FILE NUMBER: MLC 6543  of 2007

MS KEANE

Applicant

And

MR KEANE

Respondent

REASONS FOR JUDGMENT

  1. This application was brought to my attention on an urgency basis this afternoon.

  2. The mother was the applicant.

  3. I have made orders but because of other pressing commitments, did not have time to do an ex tempore judgment. I now set out the reasons for the decision that I have made.

  4. The case is one with which I am well familiar. It has been before me on a number of occasions. On the last occasion, I fixed a specific date for the hearing of a contravention application brought by the mother against the respondents, her own parents.

  5. The mother attended the registry today and filed an application in a case seeking to vary existing parenting orders. A registrar declined to abridge time to have the application listed as urgent.

  6. The mother then filed an application to review the registrar’s decision.

  7. The review would normally have been placed in a list for the first available judge to hear.

  8. The application for review was brought to my attention having regard to my responsibilities as Case Management Judge.

  9. I deemed the matter important and listed it instanter.

  10. This case revolves around a son of Ms Keane. M has lived with his maternal grandparents pursuant to orders of this court for a long time. The unusual feature of the case is that M turns 18 years of age in November this year; only weeks away.

  11. I have previously declined to treat the matter as more urgent than other pressing cases in this registry not only because of M’s age but because of a comprehensive family report completed in November 2007 and also because his interests are represented by an Independent Children’s Lawyer who told me on a previous occasion that he had conversed with M and had a very clear understanding of what M wanted. M did not want to live with his mother.

  12. The striking feature of this immediate application however was that the respondents are both shown as deceased. The maternal grandmother died in March 2008. The paternal grandfather died a very short time ago. My first reaction was surprise that such an application would be made when her own father’s funeral had not then taken place but such has been the relationship of the mother with her family that it is perhaps not so surprising.

  13. The mother’s application had not been served.

  14. The only person upon whom such an urgent application could be served was the Independent Children’s Lawyer. The mother told me that she had spoken to the secretary to the Independent Children’s Lawyer and he had declined to discuss matters with her or to accept her correspondence. I do not know whether that was on the basis of an understanding that the correspondence was in reality, an application or not. It matters little.

  15. What convinced me to make the orders contrary to the dictates of the registrar was that with the death of the respondents, there is no legal guardian now responsible for the day to day activities of M notwithstanding he is almost an adult.

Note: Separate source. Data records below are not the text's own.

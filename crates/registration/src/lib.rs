//! Embedding, boosting and statistics registration for neurosim
//!
//! This crate turns model runs into registered, discoverable entities:
//! - persist / fetch: the find-or-create plus tag-after-write protocol
//! - model / catalog: embedding models and their cross-bucket catalog
//! - embedding: EmbeddingRegistry
//! - boosting: BoostingFactorCalculator and boosting factor registration
//! - stats: StatisticsAggregator and statistic registration
//! - views: similarity, boosting and statistic views
//! - pipeline: the twelve-stage RegistrationPipeline
//! - config: `neurosim.toml`

#![warn(missing_docs)]
#![warn(clippy::all)]

pub mod agents;
pub mod boosting;
pub mod catalog;
pub mod config;
pub mod embedding;
pub mod fetch;
pub mod model;
pub mod persist;
pub mod pipeline;
pub mod stats;
pub mod views;

pub use boosting::{
    boosting_from_documents, register_boosting_factors, score_deviation,
    BoostingFactorCalculator, DEFAULT_NEIGHBORHOOD_SIZE,
};
pub use catalog::{build_has_part, catalog_name, push_catalog};
pub use config::{
    BoostingConfig, PipelineConfig, SimilarityConfig, TechniqueKind, VectorizationConfig,
    CONFIG_FILE_NAME,
};
pub use embedding::{embedding_name, embedding_tag, model_tag, EmbeddingRegistry, TagTransformer};
pub use model::{fetch_model, push_model, require_model, ModelDescription};
pub use persist::{persist_batch, PersistAction};
pub use pipeline::{
    DiagramModel, EmbeddingModelRunner, EmbeddingRequest, PipelineOutput, RegistrationPipeline,
    Stage,
};
pub use stats::{fetch_stats, register_stats, StatisticsAggregator};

  16. The material presented by the mother was unhelpful. To some extent that is understandable because she was unrepresented in respect of the review application however I perceive that she had assistance from her lawyer for the substantive application.

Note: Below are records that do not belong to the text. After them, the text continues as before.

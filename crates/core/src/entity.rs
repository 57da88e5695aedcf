//! Entity records exchanged with the entity store
//!
//! An [`Entity`] is a typed record with provenance (derivation and
//! generation) and a kind-specific [`EntityBody`]. The store stamps
//! [`StoreMetadata`] on every successful write.

use chrono::{DateTime, Utc};
use serde::{Deserialize, Serialize};
use std::path::PathBuf;

use crate::formula::SimilarityFormula;
use crate::types::{Bucket, EntityKey, EntityType, FeatureVector, Revision};

/// Reference to another entity, optionally pinned to a revision
#[derive(Debug, Clone, PartialEq, Serialize, Deserialize)]
pub struct EntityRef {
    /// Entity identifier
    pub id: String,
    /// Pinned revision, if any
    #[serde(default, skip_serializing_if = "Option::is_none")]
    pub rev: Option<Revision>,
    /// Entity type name
    pub entity_type: String,
}

impl EntityRef {
    /// Reference pinned to a revision
    pub fn pinned(id: impl Into<String>, rev: Revision, entity_type: impl Into<String>) -> Self {
        EntityRef {
            id: id.into(),
            rev: Some(rev),
            entity_type: entity_type.into(),
        }
    }

    /// Reference without revision
    pub fn latest(id: impl Into<String>, entity_type: impl Into<String>) -> Self {
        EntityRef {
            id: id.into(),
            rev: None,
            entity_type: entity_type.into(),
        }
    }
}

/// Software that took part in producing an entity
#[derive(Debug, Clone, PartialEq, Serialize, Deserialize)]
pub struct SoftwareAgent {
    /// Agent identifier
    pub id: String,
    /// Display name
    pub name: String,
}

/// Activity that generated an entity
#[derive(Debug, Clone, Default, PartialEq, Serialize, Deserialize)]
pub struct Generation {
    /// Entities used by the activity
    pub used: Vec<EntityRef>,
    /// Software agents associated with the activity
    pub was_associated_with: Vec<SoftwareAgent>,
}

/// One named statistic value
#[derive(Debug, Clone, PartialEq, Serialize, Deserialize)]
pub struct SeriesEntry {
    /// Statistic name (`min`, `max`, `mean`, `standard deviation`, `N`)
    pub statistic: String,
    /// Unit code, always `dimensionless` here
    pub unit_code: String,
    /// Value
    pub value: f64,
}

/// Downloadable file attached to an entity
#[derive(Debug, Clone, PartialEq, Serialize, Deserialize)]
pub struct Distribution {
    /// File name
    pub name: String,
    /// MIME type
    pub content_type: String,
    /// Location the store can fetch the bytes from
    pub content_url: PathBuf,
}

/// One entry of a model catalog
#[derive(Debug, Clone, PartialEq, Serialize, Deserialize)]
pub struct CatalogPart {
    /// The model in that bucket
    pub model: EntityRef,
    /// The bucket holding the model
    pub bucket: Bucket,
}

/// Kind-specific payload of an entity
#[derive(Debug, Clone, PartialEq, Serialize, Deserialize)]
pub enum EntityBody {
    /// A domain entity that gets embedded (e.g. a neuron morphology)
    Source,
    /// Embedding vector
    Embedding {
        /// The vector
        vector: FeatureVector,
    },
    /// Boosting factor of one embedding
    BoostingFactor {
        /// Multiplicative factor (>= 1 when computed here)
        value: f64,
        /// Formula the factor was derived under
        formula: SimilarityFormula,
    },
    /// Score statistics of one view
    Statistics {
        /// Whether scores were multiplied by boosting factors
        boosted: bool,
        /// Formula the scores were computed under
        formula: SimilarityFormula,
        /// Statistic values
        series: Vec<SeriesEntry>,
    },
    /// Embedding model
    Model {
        /// Free-text description
        description: String,
        /// Preferred label
        pref_label: String,
        /// Similarity metric name
        similarity: String,
        /// Dimension of the vectors the model produces
        vector_dimension: usize,
        /// Attached artifact
        distribution: Option<Distribution>,
    },
    /// Catalog of one model across buckets
    Catalog {
        /// Type of the catalogued entities
        about: String,
        /// Preferred label
        pref_label: String,
        /// Type of the entities the models embed
        target_type: String,
        /// One part per bucket
        has_part: Vec<CatalogPart>,
    },
}

/// Store-assigned bookkeeping
#[derive(Debug, Clone, PartialEq, Serialize, Deserialize)]
pub struct StoreMetadata {
    /// Current revision
    pub rev: Revision,
    /// Creation time
    pub created_at: DateTime<Utc>,
    /// Time of the last write
    pub updated_at: DateTime<Utc>,
}

/// A stored entity
#[derive(Debug, Clone, PartialEq, Serialize, Deserialize)]
pub struct Entity {
    /// Identifier
    pub id: String,
    /// Type name
    pub entity_type: String,
    /// Name
    #[serde(default, skip_serializing_if = "Option::is_none")]
    pub name: Option<String>,
    /// Deprecated entities are excluded from find-or-create lookups
    #[serde(default)]
    pub deprecated: bool,
    /// Entities this one was derived from
    #[serde(default)]
    pub derivation: Vec<EntityRef>,
    /// Activity that generated this entity
    #[serde(default, skip_serializing_if = "Option::is_none")]
    pub generation: Option<Generation>,
    /// Payload
    pub body: EntityBody,
    /// Set by the store after a successful write
    #[serde(default, skip_serializing_if = "Option::is_none")]
    pub meta: Option<StoreMetadata>,
}

impl Entity {
    /// A new, never-persisted entity
    pub fn new(id: impl Into<String>, entity_type: impl Into<String>, body: EntityBody) -> Self {
        Entity {
            id: id.into(),
            entity_type: entity_type.into(),
            name: None,
            deprecated: false,
            derivation: Vec::new(),
            generation: None,
            body,
            meta: None,
        }
    }

    /// A source entity of the given domain type
    pub fn source(id: impl Into<String>, entity_type: impl Into<String>) -> Self {
        Entity::new(id, entity_type, EntityBody::Source)
    }

    /// Set the name
    pub fn with_name(mut self, name: impl Into<String>) -> Self {
        self.name = Some(name.into());
        self
    }

    /// Current revision, if the entity has been persisted
    pub fn rev(&self) -> Option<Revision> {
        self.meta.as_ref().map(|m| m.rev)
    }

    /// Identity + current revision, if persisted
    pub fn key(&self) -> Option<EntityKey> {
        self.rev().map(|rev| EntityKey::new(self.id.clone(), rev))
    }

    /// Whether the entity has the given type
    pub fn is_a(&self, entity_type: EntityType) -> bool {
        self.entity_type == entity_type.as_str()
    }

    /// Embedding vector, for embedding entities
    pub fn embedding(&self) -> Option<&FeatureVector> {
        match &self.body {
            EntityBody::Embedding { vector } => Some(vector),
            _ => None,
        }
    }

    /// Whether any derivation points at `id`
    pub fn derives_from(&self, id: &str) -> bool {
        self.derivation.iter().any(|d| d.id == id)
    }

    /// Whether the generating activity used `id`
    pub fn generated_using(&self, id: &str) -> bool {
        self.generation
            .as_ref()
            .map(|g| g.used.iter().any(|u| u.id == id))
            .unwrap_or(false)
    }

    /// First derivation of the given type
    pub fn derivation_of(&self, entity_type: &str) -> Option<&EntityRef> {
        self.derivation.iter().find(|d| d.entity_type == entity_type)
    }
}

/// Typed search filter
///
/// Every populated field must match. Unset fields match anything.
#[derive(Debug, Clone, Default, PartialEq)]
pub struct EntityFilter {
    /// Type name
    pub entity_type: Option<String>,
    /// Exact name
    pub name: Option<String>,
    /// Deprecation flag
    pub deprecated: Option<bool>,
    /// Current revision
    pub rev: Option<Revision>,
    /// Some derivation references this id
    pub derived_from: Option<String>,
    /// The generating activity used this id
    pub generated_using: Option<String>,
    /// Boosted flag of statistic entities
    pub boosted: Option<bool>,
}

impl EntityFilter {
    /// Filter on entity type
    pub fn of_type(entity_type: EntityType) -> Self {
        EntityFilter {
            entity_type: Some(entity_type.as_str().to_string()),
            ..Default::default()
        }
    }

    /// Filter on an arbitrary type name
    pub fn of_type_name(entity_type: impl Into<String>) -> Self {
        EntityFilter {
            entity_type: Some(entity_type.into()),
            ..Default::default()
        }
    }

    /// Also require this name
    pub fn named(mut self, name: impl Into<String>) -> Self {
        self.name = Some(name.into());
        self
    }

    /// Only non-deprecated entities
    pub fn active(mut self) -> Self {
        self.deprecated = Some(false);
        self
    }

    /// Also require this current revision
    pub fn at_rev(mut self, rev: Revision) -> Self {
        self.rev = Some(rev);
        self
    }

    /// Also require a derivation from this id
    pub fn derived_from(mut self, id: impl Into<String>) -> Self {
        self.derived_from = Some(id.into());
        self
    }

    /// Also require generation from this id
    pub fn generated_using(mut self, id: impl Into<String>) -> Self {
        self.generated_using = Some(id.into());
        self
    }

    /// Also require this boosted flag
    pub fn boosted(mut self, boosted: bool) -> Self {
        self.boosted = Some(boosted);
        self
    }

    /// Check an entity against the filter
    pub fn matches(&self, entity: &Entity) -> bool {
        if let Some(t) = &self.entity_type {
            if &entity.entity_type != t {
                return false;
            }
        }
        if let Some(name) = &self.name {
            if entity.name.as_deref() != Some(name.as_str()) {
                return false;
            }
        }
        if let Some(deprecated) = self.deprecated {
            if entity.deprecated != deprecated {
                return false;
            }
        }
        if let Some(rev) = self.rev {
            if entity.rev() != Some(rev) {
                return false;
            }
        }
        if let Some(id) = &self.derived_from {
            if !entity.derives_from(id) {
                return false;
            }
        }
        if let Some(id) = &self.generated_using {
            if !entity.generated_using(id) {
                return false;
            }
        }
        if let Some(boosted) = self.boosted {
            match &entity.body {
                EntityBody::Statistics { boosted: b, .. } if *b == boosted => {}
                _ => return false,
            }
        }
        true
    }
}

  17. A dilemma in hearing the review application as I did was that I was determining it on the basis of the written material rather than having the advantage that the registrar had when considering the position. The registrar had the opportunity to discuss with the mother and others just what the urgency of the situation was. I chose not to do that because that would have necessitated me going outside of the written and even the potential oral evidence of the applicant. I was not prepared to do that. If I have not been told the full and comprehensive truth, the mother will have a difficult credibility issue on the next return date.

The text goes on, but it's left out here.